Start of Data for review
//! Prometheus metrics.
//!
//! Key metrics:
//! - afkbot_connect_attempts_total: Sessions opened, by edition
//! - afkbot_retries_scheduled_total: Retry timers armed, by trigger
//! - afkbot_failures_total: Terminal failures, by cause
//! - afkbot_actions_sent_total: Driver actions delivered, by kind
//! - afkbot_action_send_failures_total: Driver actions dropped, by kind

use prometheus::{Encoder, IntCounterVec, Opts, Registry, TextEncoder};
use std::sync::OnceLock;

use crate::error::FailureCause;
use crate::reconnect::RetryTrigger;
use crate::transport::Edition;

/// Global metrics instance.
static METRICS: OnceLock<Metrics> = OnceLock::new();

/// afkbot metrics registry.
#[derive(Debug)]
pub struct Metrics {
    registry: Registry,
    pub connect_attempts: IntCounterVec,
    pub retries_scheduled: IntCounterVec,
    pub failures: IntCounterVec,
    pub actions_sent: IntCounterVec,
    pub action_send_failures: IntCounterVec,
}

impl Metrics {
    fn new() -> prometheus::Result<Self> {
        let registry = Registry::new();

        let counter = |name: &str, help: &str, label: &str| -> prometheus::Result<IntCounterVec> {
            let c = IntCounterVec::new(Opts::new(name, help), &[label])?;
            registry.register(Box::new(c.clone()))?;
            Ok(c)
        };

        Ok(Self {
            connect_attempts: counter(
                "afkbot_connect_attempts_total",
                "Sessions opened by the controller",
                "edition",
            )?,
            retries_scheduled: counter(
                "afkbot_retries_scheduled_total",
                "Retry timers armed after a lost session",
                "trigger",
            )?,
            failures: counter(
                "afkbot_failures_total",
                "Controllers that gave up",
                "cause",
            )?,
            actions_sent: counter(
                "afkbot_actions_sent_total",
                "Feature driver actions delivered",
                "kind",
            )?,
            action_send_failures: counter(
                "afkbot_action_send_failures_total",
                "Feature driver actions the session rejected",
                "kind",
            )?,
            registry,
        })
    }
}

/// Initialize the metrics system.
///
/// This should be called once at startup. Subsequent calls are ignored.
pub fn init_metrics() -> &'static Metrics {
    METRICS.get_or_init(|| Metrics::new().expect("static metric definitions are valid"))
}

/// Render every metric in the Prometheus text format.
///
/// Empty when metrics were never initialized.
pub fn render() -> Result<Vec<u8>, prometheus::Error> {
    let mut buffer = Vec::new();
    if let Some(m) = METRICS.get() {
        TextEncoder::new().encode(&m.registry.gather(), &mut buffer)?;
    }
    Ok(buffer)
}

pub fn record_connect_attempt(edition: Edition) {
    if let Some(m) = METRICS.get() {
        let label = edition.to_string();
        m.connect_attempts.with_label_values(&[label.as_str()]).inc();
    }
}

pub fn record_retry_scheduled(trigger: RetryTrigger) {
    if let Some(m) = METRICS.get() {
        let label = match trigger {
            RetryTrigger::Disconnect => "disconnect",
            RetryTrigger::Error => "error",
        };
        m.retries_scheduled.with_label_values(&[label]).inc();
    }
}

pub fn record_failure(cause: FailureCause) {
    if let Some(m) = METRICS.get() {
        let label = match cause {
            FailureCause::MaxAttemptsExceeded { .. } => "max_attempts_exceeded",
            FailureCause::ReconnectDisabled => "reconnect_disabled",
        };
        m.failures.with_label_values(&[label]).inc();
    }
}

pub fn record_action_sent(kind: &str) {
    if let Some(m) = METRICS.get() {
        m.actions_sent.with_label_values(&[kind]).inc();
    }
}

pub fn record_action_failed(kind: &str) {
    if let Some(m) = METRICS.get() {
        m.action_send_failures.with_label_values(&[kind]).inc();
    }
}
End of Data for review
Exercise brief:
In the entries above, find each line with "opened" and list it.

Written answer:
//! - afkbot_connect_attempts_total: Sessions opened, by edition
                "Sessions opened by the controller",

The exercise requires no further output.